The study is published in Science.
http://dx.doi.org/10.1126/science.adq3519
But, but, but; Carbon is bad. Every says so, I even heard it on the TeeVee. Oh the Hugh Manatee.
Fraud (noun):
(1) deceit, trickery, sharp practice, or breach of confidence, perpetrated for profit or to gain some unfair or dishonest advantage.
(2) a particular instance of such deceit or trickery:
mail fraud; election frauds.
(3)any deception, trickery, or humbug:
That diet book is a fraud and a waste of time.
Synonyms: hoax, wile
(4) a person who makes deceitful pretenses; sham; poseur.
I’m getting the sense, here, that I’ve gored YOUR ox; slain YOUR sacred cow ... and you’re butthurt over it.
“Creation Science” is possibly the most egregious example of cherry-picking data and assuming the conclusion that I have ever seen. It’s worse than Flat-Earth.
No, just kind of sad that you have made your decision and probably have no real examples to back it up. I used to be a full bore evolutionist but started realizing that evolution is more than just a belief system and worldview, it is a money maker for a whole lot of so called scientists.
Additionally, all three of the explanations you provided for fraud, is about making money. The mail scam is to make money, the diet book is to make money. The synonym doesn’t count. So, this is still about funding. I always follow the money in these instances and it is always about the money.
Thanks for posting the structures!
Those who have no science and no chance of acquiring some, like to whine when there is change.

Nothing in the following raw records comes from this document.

impl RouteTableBuilder {
    /// Create a builder
    ///
    /// The service document and metadata convention is on by default.
    pub fn new(options: VersioningOptions) -> Self {
        Self {
            options,
            resolver: VersionResolver::default(),
            actions: Vec::new(),
            routes: Vec::new(),
            metadata_convention: true,
            error: None,
        }
    }

    /// Set the version resolver
    ///
    /// A `Path` strategy is added for every prefix that captures
    /// `{apiVersion}`. A `Reject` policy in the options overrides the
    /// resolver's own policy.
    pub fn resolver(mut self, resolver: VersionResolver) -> Self {
        self.resolver = resolver;
        self
    }

    /// Register an action
    pub fn action(mut self, action: ActionDescriptor) -> Self {
        self.actions.push(action);
        self
    }

    /// Register several actions
    pub fn actions(mut self, actions: impl IntoIterator<Item = ActionDescriptor>) -> Self {
        self.actions.extend(actions);
        self
    }

    /// Answer service document and `$metadata` requests with built-in actions
    pub fn metadata_convention(mut self, enabled: bool) -> Self {
        self.metadata_convention = enabled;
        self
    }

    /// Map a route serving one API version.
    ///
    /// Registers `name` plus the catch-all `"{name}-Unversioned"`.
    pub fn map_versioned_route(
        mut self,
        name: &str,
        prefix: &str,
        api_version: ApiVersion,
        matcher: impl PathMatcher,
    ) -> Self {
        let Some(prefix) = self.parse_prefix(prefix) else {
            return self;
        };
        let matcher: Arc<dyn PathMatcher> = Arc::new(matcher);

        self.routes.push(PendingRoute::Versioned {
            name: name.to_string(),
            prefix: prefix.clone(),
            version: api_version.clone(),
            matcher: Arc::clone(&matcher),
        });
        self.routes.push(PendingRoute::Unversioned {
            name: format!("{}-Unversioned", name),
            prefix,
            constraint: UnversionedRouteConstraint::for_version(matcher, api_version),
        });
        self
    }

    /// Map one route per API version under a shared prefix.
    ///
    /// Registers `"{name}-{version}"` for every version plus one shared
    /// catch-all `"{name}-Unversioned"`.
    pub fn map_versioned_routes(
        mut self,
        name: &str,
        prefix: &str,
        models: impl IntoIterator<Item = (ApiVersion, Arc<dyn PathMatcher>)>,
    ) -> Self {
        let Some(prefix) = self.parse_prefix(prefix) else {
            return self;
        };

        let mut matchers = Vec::new();
        for (version, matcher) in models {
            matchers.push(Arc::clone(&matcher));
            self.routes.push(PendingRoute::Versioned {
                name: format!("{}-{}", name, version),
                prefix: prefix.clone(),
                version,
                matcher,
            });
        }

        self.routes.push(PendingRoute::Unversioned {
            name: format!("{}-Unversioned", name),
            prefix,
            constraint: UnversionedRouteConstraint::new(matchers),
        });
        self
    }

    fn parse_prefix(&mut self, prefix: &str) -> Option<RoutePrefix> {
        match RoutePrefix::parse(prefix) {
            Ok(prefix) => Some(prefix),
            Err(err) => {
                self.error.get_or_insert(err);
                None
            }
        }
    }

    /// Build the table
    ///
    /// # Errors
    ///
    /// The first invalid prefix, or a route name registered twice.
    pub fn build(self) -> std::result::Result<VersionedRouteTable, RouteTableError> {
        if let Some(err) = self.error {
            return Err(err);
        }

        let mut names = HashSet::new();
        for route in &self.routes {
            if !names.insert(route.name()) {
                return Err(RouteTableError::DuplicateRoute(route.name().to_string()));
            }
        }

        let mut resolver = self.resolver;
        if self.options.invalid_tokens == InvalidTokenPolicy::Reject {
            resolver = resolver.invalid_tokens(InvalidTokenPolicy::Reject);
        }
        for route in &self.routes {
            if let Some(pattern) = route.prefix().version_pattern() {
                resolver = resolver.add_strategy(VersionStrategy::path_with_pattern(pattern));
            }
        }

        let actions = self.actions;
        let mut routes = Vec::new();
        let mut catch_alls = Vec::new();

        for route in self.routes {
            match route {
                PendingRoute::Versioned {
                    name,
                    prefix,
                    version,
                    matcher,
                } => {
                    let admitted = actions
                        .iter()
                        .enumerate()
                        .filter(|(_, action)| action.versions.maps_to(&version))
                        .map(|(index, _)| index)
                        .collect();
                    let metadata = if self.metadata_convention {
                        vec![
                            ActionDescriptor::metadata(&version, true),
                            ActionDescriptor::metadata(&version, false),
                        ]
                    } else {
                        Vec::new()
                    };

                    trace_debug!(
                        route = %name,
                        prefix = prefix.template(),
                        api_version = %version,
                        "Registered versioned route"
                    );
                    routes.push(VersionedRoute {
                        constraint: VersionedRouteConstraint::new(version, name.clone(), matcher),
                        name,
                        prefix,
                        actions: admitted,
                        metadata,
                    });
                }
                PendingRoute::Unversioned {
                    name,
                    prefix,
                    constraint,
                } => catch_alls.push(UnversionedRoute {
                    name,
                    prefix,
                    constraint,
                }),
            }
        }

        let versions = ApiVersionModel::aggregate(actions.iter().map(|a| &a.versions));
        let reporter = ErrorReporter::new(&self.options).with_versions(&versions);

        Ok(VersionedRouteTable {
            options: self.options,
            resolver,
            selector: ActionSelector::new(),
            actions,
            routes,
            catch_alls,
            versions,
            reporter,
        })
    }
}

By requiring certainty, they insist that change in the perceived certainty of settled science proves their ignorance to be correct
Science, any REAL science, is never settled. Because human beings have only fragmentary knowledge of the Universe, there are exceptions and surprises behind every assumption and conclusion arrived at by the sometimes blind fumbling of trying to apply rules where chaos exists.